Latrophilins are cell surface proteins coupling an extracellular cell adhesion/interaction domain to a family B g-protein coupled receptor (GPCR) signaling domain. In vertebrates, multiple highly alternatively spliced paralogs exist and are expressed in the nervous system with synaptic localization. The C elegans orthologs,
lat-1 and
lat-2, have similar overall protein structure, but unlike the vertebrate orthologs are not highly alternatively spliced with only
lat-1 having two isoforms. We see
lat-1 expression in two main cell types: developing epithelia and neurons, localizing to the apical and presynaptic surfaces respectively. RNAi and deletion mutants show defects in embryonic elongation, pharyngeal development and reproductive organ formation, correlating with the expression in the epithelium of these tissues. In comparison,
lat-2 expression is limited to the arcade and
g1 gland cells with expression cycling during the molting period.
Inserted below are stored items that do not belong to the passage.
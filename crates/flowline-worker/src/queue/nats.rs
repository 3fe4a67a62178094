//! NATS JetStream job queue.

use async_nats::jetstream::{
    self,
    consumer::{pull::Config as ConsumerConfig, Consumer},
    AckKind, Context,
};
use async_trait::async_trait;
use futures::StreamExt;
use std::time::Duration;

use flowline_core::{Job, JobId, JobQueue, QueueError, RetryConfig};

use super::{log_exhausted, Acknowledger, Delivery, JobEnvelope, JobSource};

/// Default subject carrying job envelopes.
pub const DEFAULT_JOBS_SUBJECT: &str = "flowline.jobs";

/// How long one fetch waits for a message.
const FETCH_EXPIRY: Duration = Duration::from_secs(5);

fn transport(e: impl std::fmt::Display) -> QueueError {
    QueueError::Transport(e.to_string())
}

/// Job queue backed by a JetStream stream and a durable pull consumer.
pub struct NatsJobQueue {
    /// JetStream context.
    js: Context,

    /// Durable consumer shared by all workers.
    consumer: Consumer<ConsumerConfig>,

    /// Subject jobs are published to.
    subject: String,

    retry: RetryConfig,
}

impl NatsJobQueue {
    /// Ensure the stream and consumer exist and return a queue over them.
    pub async fn new(
        client: async_nats::Client,
        stream: &str,
        consumer: &str,
        retry: RetryConfig,
    ) -> Result<Self, QueueError> {
        let js = jetstream::new(client);
        let subject = DEFAULT_JOBS_SUBJECT.to_string();

        let stream_handle = match js.get_stream(stream).await {
            Ok(existing) => {
                tracing::debug!(stream = %stream, "Using existing NATS stream");
                existing
            }
            Err(_) => {
                let config = jetstream::stream::Config {
                    name: stream.to_string(),
                    subjects: vec![subject.clone()],
                    storage: jetstream::stream::StorageType::File,
                    ..Default::default()
                };
                let created = js.create_stream(config).await.map_err(transport)?;
                tracing::info!(stream = %stream, subject = %subject, "Created NATS stream");
                created
            }
        };

        let consumer_handle = match stream_handle.get_consumer(consumer).await {
            Ok(existing) => existing,
            Err(_) => {
                let config = ConsumerConfig {
                    durable_name: Some(consumer.to_string()),
                    filter_subject: subject.clone(),
                    max_deliver: i64::from(retry.max_attempts),
                    ..Default::default()
                };
                let created = stream_handle
                    .create_consumer(config)
                    .await
                    .map_err(transport)?;
                tracing::info!(consumer = %consumer, "Created NATS consumer");
                created
            }
        };

        Ok(Self {
            js,
            consumer: consumer_handle,
            subject,
            retry,
        })
    }
}

#[async_trait]
impl JobQueue for NatsJobQueue {
    async fn enqueue(&self, job: Job) -> Result<JobId, QueueError> {
        let envelope = JobEnvelope::new(job);
        let payload = serde_json::to_vec(&envelope)?;

        self.js
            .publish(self.subject.clone(), payload.into())
            .await
            .map_err(transport)?
            .await
            .map_err(transport)?;

        tracing::debug!(job_id = %envelope.id, task = %envelope.job.task, "Published job");
        Ok(envelope.id)
    }
}

#[async_trait]
impl JobSource for NatsJobQueue {
    async fn receive(&self) -> Result<Option<Delivery>, QueueError> {
        let mut messages = self
            .consumer
            .fetch()
            .max_messages(1)
            .expires(FETCH_EXPIRY)
            .messages()
            .await
            .map_err(transport)?;

        let Some(msg) = messages.next().await else {
            return Ok(None);
        };
        let msg = msg.map_err(transport)?;

        let mut envelope: JobEnvelope = match serde_json::from_slice(&msg.payload) {
            Ok(envelope) => envelope,
            Err(e) => {
                tracing::error!(error = %e, "Discarding undecodable job message");
                msg.ack_with(AckKind::Term).await.map_err(transport)?;
                return Ok(None);
            }
        };

        if let Ok(info) = msg.info() {
            envelope.attempt = u32::try_from(info.delivered).unwrap_or(envelope.attempt);
        }

        let acker = NatsAcker {
            msg,
            retry: self.retry.clone(),
        };
        Ok(Some(Delivery::new(envelope, Box::new(acker))))
    }
}

struct NatsAcker {
    msg: jetstream::Message,
    retry: RetryConfig,
}

#[async_trait]
impl Acknowledger for NatsAcker {
    async fn ack(&self, _envelope: &JobEnvelope) -> Result<(), QueueError> {
        self.msg.ack().await.map_err(transport)
    }

    async fn nak(&self, envelope: &JobEnvelope) -> Result<(), QueueError> {
        if !self.retry.should_retry(envelope.attempt) {
            log_exhausted(envelope, &self.retry);
            return self.msg.ack_with(AckKind::Term).await.map_err(transport);
        }

        let delay = self.retry.delay_for(envelope.attempt);
        tracing::warn!(
            job_id = %envelope.id,
            attempt = envelope.attempt,
            delay_ms = delay.as_millis() as u64,
            "Requesting job redelivery"
        );
        self.msg
            .ack_with(AckKind::Nak(Some(delay)))
            .await
            .map_err(transport)
    }
}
Our data suggests a role for
lat-1, and possibly
lat-2, in the cell surface organization/reorganization of epithelial cells during development, possibly by selective targeting of exocytic vesicles, with a similar role at the synapses. In total, we have identified eight family B GPCR genes in C elegans: flamingo (
fmi-1/F15b9.7), two latrophilin-related proteins (
lat-1/B0457.1,
lat-2/B0286.2), two methuselah-related proteins (
mth-1/F31D5.5,
mth-2/F31D5.4), and three presumptive hormone receptors (
seb-1/C13B9.4,
seb-2/ZK643.4,
seb-3/C18B12.2). We have characterized the genomic structure by sequencing cDNAs and RT-PCR, evolution by sequence and domain comparisons, and expression of these genes. Our analysis of the evolution of this family indicates major alterations of domain structure and several duplication events prior to the metazoan radiation, leaving at least five orthologus branches between C elegans and H sapiens. In addition, our analysis of the family B members in recently duplicated species give a glimpse of the ongoing evolutionary processes that are occurring in these genes.